René Derouin (born April 28, 1936) is a Canadian multidisciplinary artist, known for revitalizing the print medium.

==Career==
Since he was a student in the 1950s, René Derouin has spent time in Mexico as well as Quebec. The Americas, Mexico's archaeological sites and the murals of José Clemente Orozco, Diego Rivera, and David Alfaro Siqueiros have made an indelible impression on him. A major theme of Derouin's art is identity which he expresses through printmaking, drawing, sculpture, and installation.

Travels to the Northern Quebec territories in the 1970s led Derouin to turn his attention to the concept of "the north". In search of his roots, he also examined the concept of being American. Created after a stay in James Bay in 1979, Nordic Suite – a large print made after Derouin had a helicopter view of the territory is composed of six sheets plus their printing blocks resting on the floor. The prints refer in their imagery to the changes wrote by the processes of time. Nordic Suite began a series that highlighted the interrelationship of print and block by displaying them together, which contributed to a rethinking of printmaking in Québec. The extremely large format, reminiscent of the Mexican muralists, and the overhead viewpoint, were also influential on the genre.

Not long after, Derouin thought of a print that would develop the idea further using as an idea the geographic map which unfolded, revealed a global view. He made prints into lengthy murals (1979–1980), which with their stylized forms taken from the northern peat bogs, referred to the northern territory and to his own past and influences.

The largest of his installations so far has been Migrations, conceived for the Museo Rufino Tamayo de Arte Contemporáneo Internacional in Mexico City and exhibited there as well as at the Musée national des beaux-arts du Québec, Québec City in 1992. It consisted of 150 printing blocks assembled on the floor to cover a huge space, 50 metres in length, populated by 20,000 terracotta figurines handmade by the artist (he destroyed 19,000 of them later). Derouin meant to recall through creating it the crowds in Mexico's large public squares as well as the migrations of peoples that have occurred throughout history.

In 1998, a travelling retrospective of his work titled René Derouin: Frontiers, Frontières, Frontieras, 1995-1998, was organized by Patricia Ainslie for the Glenbow Museum in Calgary, Alberta.

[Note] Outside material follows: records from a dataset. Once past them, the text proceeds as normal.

impl FrameAssembler {
    pub fn new(mime_type: &str) -> Self {
        Self {
            codec: Codec::for_mime(mime_type),
            mime_type: Arc::from(mime_type),
            buf: BytesMut::new(),
            timestamp: None,
            first_packet_at: None,
            corrupt: false,
        }
    }

    pub fn push(&mut self, packet: &Packet, now: Instant) -> Option<VideoFrame> {
        if self
            .timestamp
            .is_some_and(|ts| ts != packet.header.timestamp)
        {
            trace!(
                timestamp = ?self.timestamp,
                "Dropping incomplete frame (marker packet lost)"
            );
            self.clear();
        }

        let payload = match &mut self.codec {
            Codec::H264(d) => d.depacketize(&packet.payload),
            Codec::Vp8(d) => d.depacketize(&packet.payload),
            Codec::Passthrough => Ok(packet.payload.clone()),
        };
        match payload {
            Ok(bytes) => self.buf.extend_from_slice(&bytes),
            Err(e) => {
                trace!("Depacketize failed: {e}");
                self.corrupt = true;
            }
        }
        self.timestamp = Some(packet.header.timestamp);
        if self.first_packet_at.is_none() {
            self.first_packet_at = Some(now);
        }

        if !packet.header.marker {
            return None;
        }
        let frame = if self.corrupt || self.buf.is_empty() {
            None
        } else {
            let data = self.buf.split().freeze();
            let keyframe = match self.codec {
                Codec::H264(_) => h264::h264_contains_idr(&data),
                Codec::Vp8(_) => data.first().is_some_and(|b| b & 0x01 == 0),
                Codec::Passthrough => false,
            };
            Some(VideoFrame {
                data,
                rtp_timestamp: packet.header.timestamp,
                keyframe,
                mime_type: Arc::clone(&self.mime_type),
                received_at: self.first_packet_at.unwrap_or(now),
            })
        };
        self.clear();
        frame
    }

    fn clear(&mut self) {
        if self.corrupt || !self.buf.is_empty() {
            self.codec = Codec::for_mime(&self.mime_type);
        }
        self.buf.clear();
        self.timestamp = None;
        self.first_packet_at = None;
        self.corrupt = false;
    }
}

/// Width/height carried in a VP8 key frame header.
pub fn vp8_keyframe_dimensions(frame: &[u8]) -> Option<(u32, u32)> {
    if frame.len() < 10 || frame[0] & 0x01 != 0 || frame[3..6] != [0x9d, 0x01, 0x2a] {
        return None;
    }
    let width = u16::from_le_bytes([frame[6], frame[7]]) & 0x3fff;
    let height = u16::from_le_bytes([frame[8], frame[9]]) & 0x3fff;
    (width > 0 && height > 0).then_some((width as u32, height as u32))
}

pub fn frame_dimensions(frame: &VideoFrame) -> Option<(u32, u32)> {
    if frame.mime_type.eq_ignore_ascii_case("video/h264") {
        h264::access_unit_dimensions(&frame.data)
    } else if frame.mime_type.eq_ignore_ascii_case("video/vp8") && frame.keyframe {
        vp8_keyframe_dimensions(&frame.data)
    } else {
        None
    }
}

/// Frames per second over half-second windows.
#[derive(Default)]
pub struct FpsMeter {
    window_start: Option<Instant>,
    frames: u32,
}

impl FpsMeter {
    pub const WINDOW: Duration = Duration::from_millis(500);

    /// Count one frame; returns a rate each time a window closes.
    pub fn tick(&mut self, now: Instant) -> Option<f64> {
        let start = *self.window_start.get_or_insert(now);
        self.frames += 1;
        let elapsed = now.saturating_duration_since(start);
        if elapsed < Self::WINDOW {
            return None;
        }
        let fps = f64::from(self.frames) / elapsed.as_secs_f64();
        self.window_start = Some(now);
        self.frames = 0;
        Some(fps)
    }
}

/// Receiver-side counters for the inbound video stream.
#[derive(Debug, Clone, Default, PartialEq)]
pub struct ReceptionStats {
    pub packets_received: u64,
    /// Cumulative, may go negative with duplicates (RFC 3550 §6.4.1)
    pub packets_lost: i64,
    /// Interarrival jitter in seconds
    pub jitter_secs: f64,
    /// Total time frames waited between first packet and hand-off
    pub jitter_buffer_delay_secs: f64,
    pub jitter_buffer_emitted_count: u64,
    /// Total time spent inside the renderer
    pub total_decode_secs: f64,
    pub frames_decoded: u64,
}

/// RFC 3550 sequence and jitter bookkeeping.
pub struct ReceptionTracker {
    clock_rate: f64,
    epoch: Instant,
    base_seq: Option<u32>,
    max_seq: u16,
    cycles: u64,
    prev_transit: Option<f64>,
    stats: ReceptionStats,
}

impl ReceptionTracker {
    pub fn new(clock_rate: u32, epoch: Instant) -> Self {
        Self {
            clock_rate: f64::from(clock_rate.max(1)),
            epoch,
            base_seq: None,
            max_seq: 0,
            cycles: 0,
            prev_transit: None,
            stats: ReceptionStats::default(),
        }
    }

    pub fn on_packet(&mut self, seq: u16, rtp_timestamp: u32, arrival: Instant) {
        self.stats.packets_received += 1;
        match self.base_seq {
            None => {
                self.base_seq = Some(u32::from(seq));
                self.max_seq = seq;
            }
            Some(_) => {
                let delta = seq.wrapping_sub(self.max_seq);
                if delta != 0 && delta < 0x8000 {
                    if seq < self.max_seq {
                        self.cycles += 1 << 16;
                    }
                    self.max_seq = seq;
                }
            }
        }
        if let Some(base) = self.base_seq {
            let extended = self.cycles + u64::from(self.max_seq);
            let expected = extended as i64 - i64::from(base) + 1;
            self.stats.packets_lost = expected - self.stats.packets_received as i64;
        }

        let arrival_units = arrival.saturating_duration_since(self.epoch).as_secs_f64() * self.clock_rate;
        let transit = arrival_units - f64::from(rtp_timestamp);
        if let Some(prev) = self.prev_transit {
            let mut d = (transit - prev).abs();
            // A 32-bit RTP timestamp wrap shows up as a huge jump.
            if d > f64::from(u32::MAX / 2) {
                d = 0.0;
            }
            let jitter_units = self.stats.jitter_secs * self.clock_rate;
            let jitter_units = jitter_units + (d - jitter_units) / 16.0;
            self.stats.jitter_secs = jitter_units / self.clock_rate;
        }
        self.prev_transit = Some(transit);
    }

    pub fn on_frame(&mut self, received_at: Instant, emitted_at: Instant, render_time: Duration) {
        self.stats.jitter_buffer_delay_secs +=
            emitted_at.saturating_duration_since(received_at).as_secs_f64();
        self.stats.jitter_buffer_emitted_count += 1;
        self.stats.total_decode_secs += render_time.as_secs_f64();
        self.stats.frames_decoded += 1;
    }

    pub fn snapshot(&self) -> ReceptionStats {
        self.stats.clone()
    }
}

const RECEPTION_REPORT_INTERVAL: Duration = Duration::from_secs(1);

/// Read loop for the inbound video track. Runs until the track ends.
pub async fn run_remote_video(
    track: Arc<TrackRemote>,
    renderer: Option<Arc<dyn FrameRenderer>>,
    clock: Arc<FrameClock>,
    events: EventSender,
) {
    let codec = track.codec();
    let mime_type = codec.capability.mime_type.clone();
    info!(mime_type, ssrc = track.ssrc(), "Inbound video track started");
    events.send(SessionEvent::VideoTrackStarted {
        mime_type: mime_type.clone(),
    });

    let mut assembler = FrameAssembler::new(&mime_type);
    let mut reception = ReceptionTracker::new(codec.capability.clock_rate, Instant::now());
    let mut fps = FpsMeter::default();
    let mut last_size = None;
    let mut last_report = Instant::now();

    loop {
        let packet = match track.read_rtp().await {
            Ok((packet, _)) => packet,
            Err(e) => {
                debug!("Video track ended: {e}");
                break;
            }
        };
        let now = Instant::now();
        reception.on_packet(packet.header.sequence_number, packet.header.timestamp, now);

        if let Some(frame) = assembler.push(&packet, now) {
            if let Some(size) = frame_dimensions(&frame)
                && last_size != Some(size)
            {
                last_size = Some(size);
                events.send(SessionEvent::VideoSize {
                    width: size.0,
                    height: size.1,
                });
            }

            let render_start = Instant::now();
            if let Some(renderer) = &renderer {
                renderer.render_frame(&frame);
            }
            let rendered_at = Instant::now();
            reception.on_frame(frame.received_at, render_start, rendered_at - render_start);
            clock.record_frame(&frame, rendered_at);

            if let Some(rate) = fps.tick(rendered_at) {
                events.send(SessionEvent::InboundFps(rate));
            }
        }

        if now.saturating_duration_since(last_report) >= RECEPTION_REPORT_INTERVAL {
            last_report = now;
            if !events.send(SessionEvent::Reception(reception.snapshot())) {
                break;
            }
        }
    }
}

Another retrospective occurred in 2003 featuring the work owned by Derouin collectors in the Laurentians by Centre Culturel de Val-David. Derouin has had many exhibitions of his work, not only in Canada, the United States and Mexico, but further abroad. His works are in many public collections such as the National Gallery of Canada, the Musée national des beaux-arts du Québec, and many other museum collections.

In 1975, René Derouin settled in a home-workshop he had built in Val-David in the Laurentians. In 1996, he created the Derouin Foundation which has organized major international art symposiums in the Jardins du Précambrien in Val-David.

René Derouin's contributions to culture have earned him many awards and honours, including the Order of Canada (2011), the Mexican Order of the Aztec Eagle (2006), as well as Québec's Prix Paul-Émile-Borduas (1999). His archival collection is in Bibliothèque et Archives Nationales du Québec (P922).